West sees little future in diamonds leads and instead starts with the King of hearts. East gains nothing in hearrts by ruffing (West will get his Queen later anyway) but could West have a diamond void? Today it matters not, South has 5 spades, 2 hearts, 2 diamond and 3 clubs. On a diamond lead South must strip West's exit cards and then lead a heart toward the Jack, endplaying West. Only 1 pair bid the slam, overbidding to the hopeless grand.
Board 20: South opens a 2NT (20-21) after three passes, North responds with Stayman (3C), and South replies 3H. North suspects a slam in one of the minors but really does not have enough to push to 6NT. Few pairs have the tools to uncover a minor suit fit after this start; if an immediate 3S is played as asking for a 4 card minor, North should perhaps bury the spades and respond with that instead of Stayman. Most pairs landed in the reasonable 3NT and should not allow the lucky heart and spade positions to upset them; 7NT actually makes on a squeeze but just looking at the N/S cards I would not want to be in any slam.
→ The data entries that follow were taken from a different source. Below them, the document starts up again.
use criterion::{criterion_group, criterion_main, BenchmarkId, Criterion, Throughput};
use lockstep::{put, rmw, Protocol, TxnProcessor};
use std::collections::BTreeMap;
use std::time::Duration;

const TXNS_PER_BATCH: usize = 256;
const WORKER_THREADS: usize = 16;
const TASK_QUEUES: usize = 4;

fn protocol_label(protocol: Protocol) -> &'static str {
    match protocol {
        Protocol::Serial => "serial",
        Protocol::LockingExclusive => "locking_a",
        Protocol::Locking => "locking_b",
        Protocol::Occ => "occ",
        Protocol::ParallelOcc => "occ_p",
    }
}

fn seeded_processor(protocol: Protocol, db_size: u64) -> TxnProcessor {
    let processor = TxnProcessor::with_pool(protocol, WORKER_THREADS, TASK_QUEUES);
    let mut init = BTreeMap::new();
    for key in 0..db_size {
        init.insert(key, 0);
    }
    processor.submit(put(init)).expect("seed submit");
    processor.get_txn_result().expect("seed result");
    processor
}

/// Submits one batch of load transactions and awaits every result, keeping
/// the processor saturated for the whole measurement.
fn run_batch(processor: &TxnProcessor, db_size: u64, reads: usize, writes: usize) {
    for _ in 0..TXNS_PER_BATCH {
        processor
            .submit(rmw(db_size, reads, writes, Duration::ZERO))
            .expect("submit");
    }
    for _ in 0..TXNS_PER_BATCH {
        processor.get_txn_result().expect("result");
    }
}

fn bench_contention(c: &mut Criterion) {
    // (label, db_size, keys read, keys written); smaller databases mean more
    // key overlap between concurrent transactions.
    let loads: [(&str, u64, usize, usize); 4] = [
        ("read_only", 10_000, 10, 0),
        ("low_contention", 10_000, 5, 5),
        ("high_contention", 100, 5, 5),
        ("write_hotspot", 16, 0, 4),
    ];

    for (label, db_size, reads, writes) in loads {
        let mut group = c.benchmark_group(format!("contention/{label}"));
        group.throughput(Throughput::Elements(TXNS_PER_BATCH as u64));
        for protocol in Protocol::ALL {
            group.bench_with_input(
                BenchmarkId::from_parameter(protocol_label(protocol)),
                &protocol,
                |b, &protocol| {
                    let processor = seeded_processor(protocol, db_size);
                    b.iter(|| run_batch(&processor, db_size, reads, writes));
                },
            );
        }
        group.finish();
    }
}

criterion_group!(benches, bench_contention);
criterion_main!(benches);
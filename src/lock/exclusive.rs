use super::{LockManager, LockMode, LockRequest, LockState, WaitTable};
use crate::types::{Key, TxnId};
use crossbeam_channel::Sender;
use std::collections::{HashMap, VecDeque};

/// Variant A: every request is exclusive, so at most the front of each per-key
/// queue is granted.
pub struct ExclusiveLockManager {
    lock_table: HashMap<Key, VecDeque<LockRequest>>,
    waits: WaitTable,
}

impl ExclusiveLockManager {
    pub fn new(ready: Sender<TxnId>) -> ExclusiveLockManager {
        ExclusiveLockManager {
            lock_table: HashMap::new(),
            waits: WaitTable::new(ready),
        }
    }

    fn lock(&mut self, txn: TxnId, key: Key) -> bool {
        let queue = self.lock_table.entry(key).or_default();
        queue.push_back(LockRequest {
            mode: LockMode::Exclusive,
            txn,
        });
        if queue.len() == 1 {
            true
        } else {
            self.waits.block(txn);
            false
        }
    }
}

impl LockManager for ExclusiveLockManager {
    fn write_lock(&mut self, txn: TxnId, key: Key) -> bool {
        self.lock(txn, key)
    }

    // Reads are indistinguishable from writes in this variant.
    fn read_lock(&mut self, txn: TxnId, key: Key) -> bool {
        self.lock(txn, key)
    }

    fn release(&mut self, txn: TxnId, key: Key) {
        let Some(queue) = self.lock_table.get_mut(&key) else {
            return;
        };
        let Some(pos) = queue.iter().position(|request| request.txn == txn) else {
            return;
        };
        let was_front = pos == 0;
        queue.remove(pos);
        if queue.is_empty() {
            self.lock_table.remove(&key);
            return;
        }
        // Removing the holder passes the lock to the next request in line.
        if was_front {
            if let Some(front) = queue.front() {
                let next = front.txn;
                self.waits.wake(next);
            }
        }
    }

    fn status(&self, key: Key) -> LockState {
        match self.lock_table.get(&key).and_then(|queue| queue.front()) {
            Some(front) => LockState::Exclusive(front.txn),
            None => LockState::Unlocked,
        }
    }
}
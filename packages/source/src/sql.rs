//! SQL compilation for the CKAN `datastore_search_sql` endpoint.
//!
//! Every value that reaches query text goes through one of three paths:
//! string literals through [`literal`], identifiers through
//! [`quote_ident`], and numbers as typed `f64`/`u32` values formatted here.
//! Caller-supplied text is never spliced in any other way.

use std::fmt::Write as _;

use crash_map_crash_models::{Bbox, Filter};
use crash_map_source_models::{FieldMapping, alias};

use crate::SourceError;

/// Query text plus the row cap it was compiled with.
#[derive(Debug, Clone, PartialEq, Eq)]
pub struct CompiledQuery {
    /// Complete SQL text.
    pub text: String,
    /// The `LIMIT` actually emitted.
    pub limit: u32,
}

/// Doubles every single quote so the value can sit inside `'...'`.
#[must_use]
pub fn escape_literal(value: &str) -> String {
    value.replace('\'', "''")
}

/// Inverse of [`escape_literal`].
#[must_use]
pub fn unescape_literal(value: &str) -> String {
    value.replace("''", "'")
}

/// A complete single-quoted string literal.
#[must_use]
pub fn literal(value: &str) -> String {
    format!("'{}'", escape_literal(value))
}

/// Wraps an identifier in double quotes, doubling embedded double quotes.
#[must_use]
pub fn quote_ident(id: &str) -> String {
    format!("\"{}\"", id.replace('"', "\"\""))
}

/// Quoted column identifiers for one dataset.
struct Columns {
    lat: String,
    lon: String,
    date: String,
    severity: String,
    county: String,
    killed: String,
}

impl Columns {
    fn new(fields: &FieldMapping) -> Self {
        Self {
            lat: quote_ident(&fields.latitude),
            lon: quote_ident(&fields.longitude),
            date: quote_ident(&fields.date),
            severity: quote_ident(&fields.severity),
            county: quote_ident(&fields.county),
            killed: quote_ident(&fields.killed),
        }
    }
}

fn in_list<'a>(values: impl IntoIterator<Item = &'a str>) -> String {
    values.into_iter().map(literal).collect::<Vec<_>>().join(",")
}

fn date_predicates(filter: &Filter, date_col: &str, parts: &mut Vec<String>) {
    if let Some(start) = &filter.start {
        parts.push(format!("{date_col} >= {}", literal(&start.start_of_day())));
    }
    if let Some(end) = &filter.end {
        parts.push(format!("{date_col} <= {}", literal(&end.end_of_day())));
    }
}

fn bbox_predicates(bbox: &Bbox, cols: &Columns, parts: &mut Vec<String>) {
    parts.push(format!(
        "{} BETWEEN {} AND {}",
        cols.lat, bbox.min_lat, bbox.max_lat
    ));
    parts.push(format!(
        "{} BETWEEN {} AND {}",
        cols.lon, bbox.min_lon, bbox.max_lon
    ));
}

fn where_clause(parts: &[String]) -> String {
    if parts.is_empty() {
        String::new()
    } else {
        format!(" WHERE {}", parts.join(" AND "))
    }
}

/// Builds the row-fetch `WHERE` clause (with a leading space), or an empty
/// string when no predicate applies.
#[must_use]
pub fn build_where(filter: &Filter, fields: &FieldMapping) -> String {
    let cols = Columns::new(fields);
    let mut parts = Vec::new();

    date_predicates(filter, &cols.date, &mut parts);

    if !filter.severity.is_empty() {
        parts.push(format!(
            "{} IN ({})",
            cols.severity,
            in_list(filter.severity.iter().map(String::as_str))
        ));
    }

    if !filter.county.is_empty() {
        let upper: Vec<String> = filter.county.iter().map(|c| c.to_uppercase()).collect();
        parts.push(format!(
            "UPPER({}) IN ({})",
            cols.county,
            in_list(upper.iter().map(String::as_str))
        ));
    }

    if let Some(bbox) = &filter.bbox {
        bbox_predicates(bbox, &cols, &mut parts);
    }

    where_clause(&parts)
}

/// Compiles the row-fetch query.
///
/// Projects the coordinate pair, date, severity, county and fatality count
/// onto their canonical aliases.
#[must_use]
pub fn build_points_query(resource_id: &str, fields: &FieldMapping, filter: &Filter) -> CompiledQuery {
    let cols = Columns::new(fields);
    let limit = filter.effective_limit();

    let mut text = format!(
        "SELECT {} AS {}, {} AS {}, {} AS {}, {} AS {}, {} AS {}, {} AS {} FROM {}",
        cols.lat,
        alias::LATITUDE,
        cols.lon,
        alias::LONGITUDE,
        cols.date,
        alias::DATE,
        cols.severity,
        alias::SEVERITY,
        cols.county,
        alias::COUNTY,
        cols.killed,
        alias::KILLED,
        quote_ident(resource_id),
    );
    text.push_str(&build_where(filter, fields));
    write!(text, " LIMIT {limit}").unwrap();

    CompiledQuery { text, limit }
}

/// Compiles the spatial-bin aggregation query.
///
/// Cells are `ROUND(coord / bin) * bin` on both axes (`numeric` rounding,
/// half away from zero), grouped and ordered by descending count with the
/// cell coordinates as a tie-break so equal counts come back in a stable
/// order.
///
/// # Errors
///
/// Returns [`SourceError::Usage`] if the filter has no bbox or `bin` is
/// not a positive finite number.
pub fn build_bin_query(
    resource_id: &str,
    fields: &FieldMapping,
    filter: &Filter,
    bin: f64,
) -> Result<CompiledQuery, SourceError> {
    let Some(bbox) = &filter.bbox else {
        return Err(SourceError::Usage {
            message: "bbox is required for binning".to_string(),
        });
    };
    if !bin.is_finite() || bin <= 0.0 {
        return Err(SourceError::Usage {
            message: format!("bin size must be a positive number, got {bin}"),
        });
    }

    let cols = Columns::new(fields);
    let limit = filter.effective_limit();

    let mut parts = vec![
        format!("{} IS NOT NULL", cols.lat),
        format!("{} IS NOT NULL", cols.lon),
    ];
    bbox_predicates(bbox, &cols, &mut parts);
    date_predicates(filter, &cols.date, &mut parts);

    let mut text = format!(
        "SELECT ROUND({lat}::numeric / {bin}, 0) * {bin} AS lat_bin, \
         ROUND({lon}::numeric / {bin}, 0) * {bin} AS lon_bin, \
         COUNT(*) AS n, MIN({date}) AS first_date, MAX({date}) AS last_date \
         FROM {table}",
        lat = cols.lat,
        lon = cols.lon,
        date = cols.date,
        table = quote_ident(resource_id),
    );
    text.push_str(&where_clause(&parts));
    write!(
        text,
        " GROUP BY lat_bin, lon_bin ORDER BY n DESC, lat_bin ASC, lon_bin ASC LIMIT {limit}"
    )
    .unwrap();

    Ok(CompiledQuery { text, limit })
}

#[cfg(test)]
mod tests {
    use crash_map_crash_models::DateParam;

    use super::*;

    fn viewport() -> Bbox {
        Bbox::new(-119.5, 36.6, -119.3, 36.8)
    }

    #[test]
    fn doubles_single_quotes() {
        assert_eq!(escape_literal("O'Brien's"), "O''Brien''s");
        assert_eq!(literal("it's"), "'it''s'");
    }

    #[test]
    fn escaping_round_trips() {
        for value in ["", "plain", "'", "''", "a'b''c'''", "x') OR 1=1 --"] {
            assert_eq!(unescape_literal(&escape_literal(value)), value);
        }
    }

    #[test]
    fn quotes_identifiers() {
        assert_eq!(quote_ident("NumberKilled"), "\"NumberKilled\"");
        assert_eq!(quote_ident("odd\"name"), "\"odd\"\"name\"");
    }

    #[test]
    fn compiles_unfiltered_points_query() {
        let query = build_points_query("abc-123", &FieldMapping::default(), &Filter::default());
        assert_eq!(
            query.text,
            "SELECT \"latitude\" AS latitude, \"longitude\" AS longitude, \
             \"collision_date\" AS collision_date, \"severity\" AS severity, \
             \"county\" AS county, \"NumberKilled\" AS killed \
             FROM \"abc-123\" LIMIT 5000"
        );
        assert_eq!(query.limit, 5000);
    }

    #[test]
    fn clamps_requested_limit() {
        let filter = Filter {
            limit: Some(50_000),
            ..Filter::default()
        };
        let query = build_points_query("r", &FieldMapping::default(), &filter);
        assert!(query.text.ends_with(" LIMIT 10000"));
        assert_eq!(query.limit, 10_000);
    }

    #[test]
    fn ands_all_predicates() {
        let filter = Filter {
            bbox: Some(viewport()),
            start: Some(DateParam::new("2024-01-01")),
            end: Some(DateParam::new("2024-01-31")),
            severity: vec!["Fatal".to_string(), "Injury (Severe)".to_string()],
            county: vec!["Fresno".to_string()],
            ..Filter::default()
        };
        let clause = build_where(&filter, &FieldMapping::default());
        assert_eq!(
            clause,
            " WHERE \"collision_date\" >= '2024-01-01 00:00:00' \
             AND \"collision_date\" <= '2024-01-31 23:59:59' \
             AND \"severity\" IN ('Fatal','Injury (Severe)') \
             AND UPPER(\"county\") IN ('FRESNO') \
             AND \"latitude\" BETWEEN 36.6 AND 36.8 \
             AND \"longitude\" BETWEEN -119.5 AND -119.3"
        );
    }

    #[test]
    fn county_match_is_case_insensitive() {
        let filter = Filter {
            county: vec!["Los Angeles".to_string()],
            ..Filter::default()
        };
        let clause = build_where(&filter, &FieldMapping::default());
        assert_eq!(clause, " WHERE UPPER(\"county\") IN ('LOS ANGELES')");
    }

    #[test]
    fn escapes_hostile_values() {
        let filter = Filter {
            severity: vec!["x') OR 1=1 --".to_string()],
            ..Filter::default()
        };
        let clause = build_where(&filter, &FieldMapping::default());
        assert_eq!(clause, " WHERE \"severity\" IN ('x'') OR 1=1 --')");
    }

    #[test]
    fn uses_configured_column_names() {
        let fields = FieldMapping {
            latitude: "Latitude".to_string(),
            date: "Crash Date".to_string(),
            ..FieldMapping::default()
        };
        let query = build_points_query("r", &fields, &Filter::default());
        assert!(query.text.starts_with("SELECT \"Latitude\" AS latitude"));
        assert!(query.text.contains("\"Crash Date\" AS collision_date"));
    }

    #[test]
    fn bin_query_requires_bbox() {
        let err = build_bin_query("r", &FieldMapping::default(), &Filter::default(), 0.1)
            .unwrap_err();
        assert!(matches!(err, SourceError::Usage { .. }));
    }

    #[test]
    fn bin_query_rejects_non_positive_bin() {
        let filter = Filter {
            bbox: Some(viewport()),
            ..Filter::default()
        };
        for bin in [0.0, -0.1, f64::NAN] {
            assert!(build_bin_query("r", &FieldMapping::default(), &filter, bin).is_err());
        }
    }

    #[test]
    fn compiles_bin_query() {
        let filter = Filter {
            bbox: Some(viewport()),
            start: Some(DateParam::new("2024-01-01")),
            limit: Some(2000),
            ..Filter::default()
        };
        let query = build_bin_query("abc", &FieldMapping::default(), &filter, 0.1).unwrap();
        assert_eq!(
            query.text,
            "SELECT ROUND(\"latitude\"::numeric / 0.1, 0) * 0.1 AS lat_bin, \
             ROUND(\"longitude\"::numeric / 0.1, 0) * 0.1 AS lon_bin, \
             COUNT(*) AS n, MIN(\"collision_date\") AS first_date, \
             MAX(\"collision_date\") AS last_date FROM \"abc\" \
             WHERE \"latitude\" IS NOT NULL AND \"longitude\" IS NOT NULL \
             AND \"latitude\" BETWEEN 36.6 AND 36.8 \
             AND \"longitude\" BETWEEN -119.5 AND -119.3 \
             AND \"collision_date\" >= '2024-01-01 00:00:00' \
             GROUP BY lat_bin, lon_bin ORDER BY n DESC, lat_bin ASC, lon_bin ASC LIMIT 2000"
        );
        assert_eq!(query.limit, 2000);
    }

    #[test]
    fn bin_query_ignores_attribute_filters() {
        let filter = Filter {
            bbox: Some(viewport()),
            severity: vec!["Fatal".to_string()],
            ..Filter::default()
        };
        let query = build_bin_query("abc", &FieldMapping::default(), &filter, 0.05).unwrap();
        assert!(!query.text.contains("severity"));
    }
}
A normal club lead from West and a spade finesse yields an above average +720.
Board 22: East opens 1D; South may preempt 3H at this vulnerability despite the poor suit and stiff King of diamonds. West hates to give up on 3NT (East could be 4432 or such); he'd like a fourth spade but a negative double looks best. That ought to discourage a 3S bid by North; East, expecting three top hearts and a club ruff, leaves the double in for penalties. South should not lose nerve, and -500 was a top for N/S.
At our table North bid 3S over the double; East should probably double or even bid 3NT but instead chose to rebid 4D. As West I simply blasted to 6D which ended the auction. With 11 trumps (and an auction suggesting South might be short) declarer banged down the Ace of diamonds for +1390.
If South does not preempt, west has an excellent 3H "splinter" response to 1D, showing a singleton or void in hearts, less than 4 spades, and nine cards in the minors. This lets opener judge when to bid 3NT and when to continue to 5 or 6 of a minor. East may well try 3NT with most of his strength opposite the singleton, but if the clubs make him nervous about 3NT or optimisitic about slam, 4D should inspire West to bid the slam with his wealth of controls.